[Stored dataset items]
########################################

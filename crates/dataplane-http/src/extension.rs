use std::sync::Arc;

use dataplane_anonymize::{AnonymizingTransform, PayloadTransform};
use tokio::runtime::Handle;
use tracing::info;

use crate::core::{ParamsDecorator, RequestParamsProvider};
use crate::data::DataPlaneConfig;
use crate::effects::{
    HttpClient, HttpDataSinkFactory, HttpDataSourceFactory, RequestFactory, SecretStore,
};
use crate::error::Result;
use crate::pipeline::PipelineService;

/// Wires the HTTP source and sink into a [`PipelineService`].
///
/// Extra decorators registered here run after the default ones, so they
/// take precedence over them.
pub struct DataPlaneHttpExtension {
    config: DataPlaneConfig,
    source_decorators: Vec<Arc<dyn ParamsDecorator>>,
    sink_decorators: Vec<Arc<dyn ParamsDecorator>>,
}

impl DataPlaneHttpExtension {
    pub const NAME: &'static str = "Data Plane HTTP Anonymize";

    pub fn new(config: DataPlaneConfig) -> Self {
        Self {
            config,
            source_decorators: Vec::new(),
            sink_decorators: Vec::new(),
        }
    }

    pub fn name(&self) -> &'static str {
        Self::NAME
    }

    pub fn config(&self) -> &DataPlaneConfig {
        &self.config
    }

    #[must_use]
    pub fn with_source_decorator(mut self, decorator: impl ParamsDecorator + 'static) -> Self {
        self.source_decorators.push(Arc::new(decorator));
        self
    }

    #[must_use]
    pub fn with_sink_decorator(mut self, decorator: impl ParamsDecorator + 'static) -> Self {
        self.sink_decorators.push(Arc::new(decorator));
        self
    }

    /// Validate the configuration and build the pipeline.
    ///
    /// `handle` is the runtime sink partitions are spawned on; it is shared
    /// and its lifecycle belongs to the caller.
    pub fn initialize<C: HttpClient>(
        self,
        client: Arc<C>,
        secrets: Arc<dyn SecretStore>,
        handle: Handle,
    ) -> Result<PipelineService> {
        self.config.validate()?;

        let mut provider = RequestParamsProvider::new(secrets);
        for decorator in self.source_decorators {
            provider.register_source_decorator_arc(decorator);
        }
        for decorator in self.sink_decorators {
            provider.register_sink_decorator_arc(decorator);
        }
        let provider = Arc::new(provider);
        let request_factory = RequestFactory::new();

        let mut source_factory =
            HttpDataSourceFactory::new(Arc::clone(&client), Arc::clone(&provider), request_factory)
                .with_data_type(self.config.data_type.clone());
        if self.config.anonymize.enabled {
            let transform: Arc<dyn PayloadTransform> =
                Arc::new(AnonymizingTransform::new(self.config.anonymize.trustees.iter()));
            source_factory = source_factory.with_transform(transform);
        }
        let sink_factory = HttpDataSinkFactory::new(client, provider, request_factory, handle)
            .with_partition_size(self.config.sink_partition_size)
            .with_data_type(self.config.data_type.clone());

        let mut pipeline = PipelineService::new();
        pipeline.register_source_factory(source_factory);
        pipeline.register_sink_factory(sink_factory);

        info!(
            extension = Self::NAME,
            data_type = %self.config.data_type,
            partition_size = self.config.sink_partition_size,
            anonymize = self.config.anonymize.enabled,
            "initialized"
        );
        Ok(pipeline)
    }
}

########################################

# [PROBLEM DETAILS]
Nothing may change. Retype all of the entries.

# [EXERCISE OUTPUT]
filename crates/dataplane-http/src/extension.rs
use std::sync::Arc;

use dataplane_anonymize::{AnonymizingTransform, PayloadTransform};
use tokio::runtime::Handle;
use tracing::info;

use crate::core::{ParamsDecorator, RequestParamsProvider};
use crate::data::DataPlaneConfig;
use crate::effects::{
    HttpClient, HttpDataSinkFactory, HttpDataSourceFactory, RequestFactory, SecretStore,
};
use crate::error::Result;
use crate::pipeline::PipelineService;

/// Wires the HTTP source and sink into a [`PipelineService`].
///
/// Extra decorators registered here run after the default ones, so they
/// take precedence over them.
pub struct DataPlaneHttpExtension {
    config: DataPlaneConfig,
    source_decorators: Vec<Arc<dyn ParamsDecorator>>,
    sink_decorators: Vec<Arc<dyn ParamsDecorator>>,
}

impl DataPlaneHttpExtension {
    pub const NAME: &'static str = "Data Plane HTTP Anonymize";

    pub fn new(config: DataPlaneConfig) -> Self {
        Self {
            config,
            source_decorators: Vec::new(),
            sink_decorators: Vec::new(),
        }
    }

    pub fn name(&self) -> &'static str {
        Self::NAME
    }

    pub fn config(&self) -> &DataPlaneConfig {
        &self.config
    }

    #[must_use]
    pub fn with_source_decorator(mut self, decorator: impl ParamsDecorator + 'static) -> Self {
        self.source_decorators.push(Arc::new(decorator));
        self
    }

    #[must_use]
    pub fn with_sink_decorator(mut self, decorator: impl ParamsDecorator + 'static) -> Self {
        self.sink_decorators.push(Arc::new(decorator));
        self
    }

    /// Validate the configuration and build the pipeline.
    ///
    /// `handle` is the runtime sink partitions are spawned on; it is shared
    /// and its lifecycle belongs to the caller.
    pub fn initialize<C: HttpClient>(
        self,
        client: Arc<C>,
        secrets: Arc<dyn SecretStore>,
        handle: Handle,
    ) -> Result<PipelineService> {
        self.config.validate()?;

        let mut provider = RequestParamsProvider::new(secrets);
        for decorator in self.source_decorators {
            provider.register_source_decorator_arc(decorator);
        }
        for decorator in self.sink_decorators {
            provider.register_sink_decorator_arc(decorator);
        }
        let provider = Arc::new(provider);
        let request_factory = RequestFactory::new();

        let mut source_factory =
            HttpDataSourceFactory::new(Arc::clone(&client), Arc::clone(&provider), request_factory)
                .with_data_type(self.config.data_type.clone());
        if self.config.anonymize.enabled {
            let transform: Arc<dyn PayloadTransform> =
                Arc::new(AnonymizingTransform::new(self.config.anonymize.trustees.iter()));
            source_factory = source_factory.with_transform(transform);
        }
        let sink_factory = HttpDataSinkFactory::new(client, provider, request_factory, handle)
            .with_partition_size(self.config.sink_partition_size)
            .with_data_type(self.config.data_type.clone());

        let mut pipeline = PipelineService::new();
        pipeline.register_source_factory(source_factory);
        pipeline.register_sink_factory(sink_factory);

        info!(
            extension = Self::NAME,
            data_type = %self.config.data_type,
            partition_size = self.config.sink_partition_size,
            anonymize = self.config.anonymize.enabled,
            "initialized"
        );
        Ok(pipeline)
    }
}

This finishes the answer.